(Dataset entries)

________________________

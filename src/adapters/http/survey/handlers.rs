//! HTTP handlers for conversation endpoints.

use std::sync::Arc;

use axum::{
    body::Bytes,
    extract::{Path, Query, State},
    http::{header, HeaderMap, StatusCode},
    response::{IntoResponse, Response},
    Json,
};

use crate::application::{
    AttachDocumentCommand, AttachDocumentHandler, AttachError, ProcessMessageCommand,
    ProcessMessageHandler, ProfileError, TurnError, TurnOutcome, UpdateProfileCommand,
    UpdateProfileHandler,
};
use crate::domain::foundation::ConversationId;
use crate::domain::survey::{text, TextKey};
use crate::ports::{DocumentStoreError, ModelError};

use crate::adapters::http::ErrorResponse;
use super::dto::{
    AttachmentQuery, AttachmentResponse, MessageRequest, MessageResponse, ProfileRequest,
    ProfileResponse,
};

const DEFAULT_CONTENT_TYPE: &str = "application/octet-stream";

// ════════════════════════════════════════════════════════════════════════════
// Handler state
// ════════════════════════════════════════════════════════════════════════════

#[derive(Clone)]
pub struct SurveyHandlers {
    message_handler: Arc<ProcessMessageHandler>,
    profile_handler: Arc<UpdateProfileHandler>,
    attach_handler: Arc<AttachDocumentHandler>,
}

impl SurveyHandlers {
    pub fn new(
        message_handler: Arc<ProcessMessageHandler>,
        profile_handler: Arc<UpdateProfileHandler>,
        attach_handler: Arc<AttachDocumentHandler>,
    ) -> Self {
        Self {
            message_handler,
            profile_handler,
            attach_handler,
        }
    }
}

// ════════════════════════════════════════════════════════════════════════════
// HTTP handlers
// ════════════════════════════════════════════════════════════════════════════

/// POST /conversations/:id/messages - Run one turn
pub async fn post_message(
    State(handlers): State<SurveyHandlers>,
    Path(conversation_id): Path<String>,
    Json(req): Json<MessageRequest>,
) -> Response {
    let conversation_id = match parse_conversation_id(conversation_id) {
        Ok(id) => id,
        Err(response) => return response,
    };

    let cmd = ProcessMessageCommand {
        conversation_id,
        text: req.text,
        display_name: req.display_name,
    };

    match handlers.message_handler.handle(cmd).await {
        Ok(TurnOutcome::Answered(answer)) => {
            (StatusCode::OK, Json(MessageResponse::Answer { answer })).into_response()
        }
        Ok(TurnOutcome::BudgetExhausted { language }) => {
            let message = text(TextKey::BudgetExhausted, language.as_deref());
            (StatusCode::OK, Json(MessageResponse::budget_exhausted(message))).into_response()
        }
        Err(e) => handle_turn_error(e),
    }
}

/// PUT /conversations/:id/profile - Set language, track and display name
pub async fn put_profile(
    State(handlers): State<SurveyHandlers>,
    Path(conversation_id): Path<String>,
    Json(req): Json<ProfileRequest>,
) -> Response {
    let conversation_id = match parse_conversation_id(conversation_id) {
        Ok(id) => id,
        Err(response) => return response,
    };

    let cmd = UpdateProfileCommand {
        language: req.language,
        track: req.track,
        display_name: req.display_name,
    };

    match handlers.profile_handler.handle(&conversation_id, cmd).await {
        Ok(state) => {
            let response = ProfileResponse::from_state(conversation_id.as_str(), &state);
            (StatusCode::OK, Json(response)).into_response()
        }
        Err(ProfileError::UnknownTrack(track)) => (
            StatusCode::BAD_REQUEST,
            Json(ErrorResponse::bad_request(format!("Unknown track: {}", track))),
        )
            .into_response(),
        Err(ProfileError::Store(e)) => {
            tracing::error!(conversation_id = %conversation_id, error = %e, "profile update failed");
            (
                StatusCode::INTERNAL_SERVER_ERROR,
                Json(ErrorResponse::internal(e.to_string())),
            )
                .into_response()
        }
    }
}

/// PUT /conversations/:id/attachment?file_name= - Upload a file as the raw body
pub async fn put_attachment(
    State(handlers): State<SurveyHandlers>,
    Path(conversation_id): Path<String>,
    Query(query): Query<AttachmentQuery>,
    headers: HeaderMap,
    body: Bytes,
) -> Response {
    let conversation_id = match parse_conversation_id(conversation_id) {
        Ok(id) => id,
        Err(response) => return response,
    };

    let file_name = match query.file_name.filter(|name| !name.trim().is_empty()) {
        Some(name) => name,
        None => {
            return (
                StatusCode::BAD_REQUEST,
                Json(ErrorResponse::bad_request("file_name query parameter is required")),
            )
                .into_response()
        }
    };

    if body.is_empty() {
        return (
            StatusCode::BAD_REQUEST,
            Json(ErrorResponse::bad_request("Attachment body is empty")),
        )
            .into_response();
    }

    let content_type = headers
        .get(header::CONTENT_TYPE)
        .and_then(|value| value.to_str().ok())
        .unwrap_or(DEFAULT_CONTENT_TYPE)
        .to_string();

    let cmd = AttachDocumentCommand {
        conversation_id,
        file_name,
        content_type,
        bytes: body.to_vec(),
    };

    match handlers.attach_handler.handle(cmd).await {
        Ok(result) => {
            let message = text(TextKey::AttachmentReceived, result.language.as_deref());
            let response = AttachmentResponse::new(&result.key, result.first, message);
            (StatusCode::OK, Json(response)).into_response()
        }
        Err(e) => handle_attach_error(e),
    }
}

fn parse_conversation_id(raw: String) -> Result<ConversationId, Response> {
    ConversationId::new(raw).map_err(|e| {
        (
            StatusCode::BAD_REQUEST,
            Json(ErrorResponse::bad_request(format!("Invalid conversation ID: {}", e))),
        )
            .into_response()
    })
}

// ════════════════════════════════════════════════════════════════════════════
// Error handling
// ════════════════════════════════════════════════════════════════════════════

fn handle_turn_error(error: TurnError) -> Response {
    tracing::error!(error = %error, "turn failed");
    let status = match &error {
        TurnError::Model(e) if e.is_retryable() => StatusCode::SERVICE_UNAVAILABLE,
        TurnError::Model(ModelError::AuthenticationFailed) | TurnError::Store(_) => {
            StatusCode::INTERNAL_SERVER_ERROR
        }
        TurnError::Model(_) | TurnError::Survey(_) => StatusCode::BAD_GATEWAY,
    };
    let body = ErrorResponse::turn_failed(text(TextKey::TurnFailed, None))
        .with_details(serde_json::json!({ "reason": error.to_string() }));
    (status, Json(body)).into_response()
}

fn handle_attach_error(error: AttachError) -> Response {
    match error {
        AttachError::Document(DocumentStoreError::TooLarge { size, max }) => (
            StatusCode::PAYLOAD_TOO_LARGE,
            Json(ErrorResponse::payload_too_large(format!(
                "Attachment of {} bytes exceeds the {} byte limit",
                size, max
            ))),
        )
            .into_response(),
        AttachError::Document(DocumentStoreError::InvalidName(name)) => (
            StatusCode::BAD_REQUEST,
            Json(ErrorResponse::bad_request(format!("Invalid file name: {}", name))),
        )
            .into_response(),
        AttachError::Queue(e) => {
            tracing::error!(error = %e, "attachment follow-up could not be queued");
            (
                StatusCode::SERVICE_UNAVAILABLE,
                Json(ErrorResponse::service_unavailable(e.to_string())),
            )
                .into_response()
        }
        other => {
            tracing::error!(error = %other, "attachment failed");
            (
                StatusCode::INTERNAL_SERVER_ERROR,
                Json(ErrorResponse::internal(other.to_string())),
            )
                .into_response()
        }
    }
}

________________________

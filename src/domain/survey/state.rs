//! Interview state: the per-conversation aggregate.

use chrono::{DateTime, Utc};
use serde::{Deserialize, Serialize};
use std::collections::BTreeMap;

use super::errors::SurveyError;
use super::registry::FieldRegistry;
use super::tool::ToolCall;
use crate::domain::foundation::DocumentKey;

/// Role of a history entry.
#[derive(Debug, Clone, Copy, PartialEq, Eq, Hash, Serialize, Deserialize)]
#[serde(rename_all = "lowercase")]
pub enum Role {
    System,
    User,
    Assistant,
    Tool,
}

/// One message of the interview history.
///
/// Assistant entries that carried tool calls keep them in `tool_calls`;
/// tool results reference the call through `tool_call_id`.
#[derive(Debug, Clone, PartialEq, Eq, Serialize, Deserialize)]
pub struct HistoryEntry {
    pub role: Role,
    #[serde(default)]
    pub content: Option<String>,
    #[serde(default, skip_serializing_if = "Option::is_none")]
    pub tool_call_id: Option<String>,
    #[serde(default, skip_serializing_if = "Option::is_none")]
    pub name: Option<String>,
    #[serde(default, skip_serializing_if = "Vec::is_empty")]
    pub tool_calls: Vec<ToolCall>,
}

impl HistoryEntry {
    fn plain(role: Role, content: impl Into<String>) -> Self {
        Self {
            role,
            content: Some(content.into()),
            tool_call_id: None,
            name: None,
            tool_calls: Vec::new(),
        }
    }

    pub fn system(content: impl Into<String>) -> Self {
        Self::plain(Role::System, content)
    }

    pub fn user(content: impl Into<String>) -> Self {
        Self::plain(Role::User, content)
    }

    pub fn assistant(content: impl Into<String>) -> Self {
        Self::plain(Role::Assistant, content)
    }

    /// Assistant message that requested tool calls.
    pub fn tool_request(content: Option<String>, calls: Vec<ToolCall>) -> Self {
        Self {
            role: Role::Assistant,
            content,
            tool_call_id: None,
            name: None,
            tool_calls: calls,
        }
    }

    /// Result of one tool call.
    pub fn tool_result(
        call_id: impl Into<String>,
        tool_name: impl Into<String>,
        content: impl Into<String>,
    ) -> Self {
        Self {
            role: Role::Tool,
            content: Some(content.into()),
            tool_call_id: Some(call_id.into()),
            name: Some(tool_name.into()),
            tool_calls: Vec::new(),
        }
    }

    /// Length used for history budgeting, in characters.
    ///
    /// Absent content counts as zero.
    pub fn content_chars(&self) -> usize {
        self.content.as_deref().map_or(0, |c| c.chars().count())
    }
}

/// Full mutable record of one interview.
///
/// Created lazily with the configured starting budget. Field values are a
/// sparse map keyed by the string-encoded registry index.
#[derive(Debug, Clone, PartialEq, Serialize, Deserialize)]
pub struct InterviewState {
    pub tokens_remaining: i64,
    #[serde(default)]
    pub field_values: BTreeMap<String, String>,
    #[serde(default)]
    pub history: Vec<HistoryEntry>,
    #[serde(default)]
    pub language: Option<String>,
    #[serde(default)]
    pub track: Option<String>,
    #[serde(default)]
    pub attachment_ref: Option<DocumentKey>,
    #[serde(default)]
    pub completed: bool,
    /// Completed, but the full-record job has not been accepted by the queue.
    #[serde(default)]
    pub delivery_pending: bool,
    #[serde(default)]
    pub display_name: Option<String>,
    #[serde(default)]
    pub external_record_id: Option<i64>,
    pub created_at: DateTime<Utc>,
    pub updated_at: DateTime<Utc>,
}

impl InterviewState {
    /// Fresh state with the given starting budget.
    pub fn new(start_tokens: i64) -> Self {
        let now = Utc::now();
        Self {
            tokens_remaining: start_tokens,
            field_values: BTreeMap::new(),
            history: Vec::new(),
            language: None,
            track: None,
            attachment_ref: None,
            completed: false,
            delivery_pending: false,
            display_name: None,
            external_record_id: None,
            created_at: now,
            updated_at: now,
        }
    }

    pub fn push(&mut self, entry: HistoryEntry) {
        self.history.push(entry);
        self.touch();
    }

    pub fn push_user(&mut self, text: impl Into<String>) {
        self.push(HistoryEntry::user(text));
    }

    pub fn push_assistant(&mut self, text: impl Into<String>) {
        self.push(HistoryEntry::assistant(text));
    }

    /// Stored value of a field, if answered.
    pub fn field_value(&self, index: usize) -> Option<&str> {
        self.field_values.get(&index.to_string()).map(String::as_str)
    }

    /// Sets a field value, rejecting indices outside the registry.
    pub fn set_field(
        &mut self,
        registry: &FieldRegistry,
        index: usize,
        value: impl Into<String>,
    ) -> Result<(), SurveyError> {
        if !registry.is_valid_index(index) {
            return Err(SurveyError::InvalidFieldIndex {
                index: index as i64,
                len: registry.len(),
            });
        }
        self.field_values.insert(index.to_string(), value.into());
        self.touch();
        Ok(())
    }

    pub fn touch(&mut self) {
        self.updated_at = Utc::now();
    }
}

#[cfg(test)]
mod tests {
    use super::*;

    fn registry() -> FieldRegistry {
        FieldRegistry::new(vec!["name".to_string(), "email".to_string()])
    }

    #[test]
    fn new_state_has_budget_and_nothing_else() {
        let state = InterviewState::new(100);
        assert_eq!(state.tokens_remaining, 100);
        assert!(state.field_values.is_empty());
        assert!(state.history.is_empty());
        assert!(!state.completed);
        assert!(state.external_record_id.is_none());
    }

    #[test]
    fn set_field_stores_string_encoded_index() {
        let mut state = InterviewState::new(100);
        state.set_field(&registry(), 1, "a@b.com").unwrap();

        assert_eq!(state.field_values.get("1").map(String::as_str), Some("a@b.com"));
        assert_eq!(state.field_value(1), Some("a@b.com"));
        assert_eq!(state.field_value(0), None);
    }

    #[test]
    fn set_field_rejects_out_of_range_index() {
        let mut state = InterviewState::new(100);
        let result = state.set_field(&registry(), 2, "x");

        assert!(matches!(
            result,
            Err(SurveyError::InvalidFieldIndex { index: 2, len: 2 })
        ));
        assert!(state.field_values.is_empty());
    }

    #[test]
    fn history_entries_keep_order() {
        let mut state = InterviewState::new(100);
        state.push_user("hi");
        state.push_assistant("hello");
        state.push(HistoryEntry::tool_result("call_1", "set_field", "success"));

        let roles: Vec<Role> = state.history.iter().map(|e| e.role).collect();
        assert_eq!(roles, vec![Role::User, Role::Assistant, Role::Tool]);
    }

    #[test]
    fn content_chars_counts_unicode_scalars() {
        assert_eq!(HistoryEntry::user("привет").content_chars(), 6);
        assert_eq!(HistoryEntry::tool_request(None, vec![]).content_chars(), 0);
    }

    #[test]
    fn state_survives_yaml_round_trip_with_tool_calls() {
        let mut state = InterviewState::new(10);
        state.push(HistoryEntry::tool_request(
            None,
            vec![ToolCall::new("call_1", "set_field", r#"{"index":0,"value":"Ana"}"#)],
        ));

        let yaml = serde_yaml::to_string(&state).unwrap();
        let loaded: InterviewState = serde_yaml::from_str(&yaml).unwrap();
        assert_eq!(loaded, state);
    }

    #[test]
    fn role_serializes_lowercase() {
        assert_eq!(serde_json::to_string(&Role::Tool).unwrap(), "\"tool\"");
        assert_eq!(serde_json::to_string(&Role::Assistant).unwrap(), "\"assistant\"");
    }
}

________________________

• Task directions: Check each line of the records for "HistoryEntry" and copy the ones that contain it.

• Result of the exercise:
pub struct HistoryEntry {
impl HistoryEntry {
    pub history: Vec<HistoryEntry>,
    pub fn push(&mut self, entry: HistoryEntry) {
        self.push(HistoryEntry::user(text));
        self.push(HistoryEntry::assistant(text));
        state.push(HistoryEntry::tool_result("call_1", "set_field", "success"));
        assert_eq!(HistoryEntry::user("привет").content_chars(), 6);
        assert_eq!(HistoryEntry::tool_request(None, vec![]).content_chars(), 0);
        state.push(HistoryEntry::tool_request(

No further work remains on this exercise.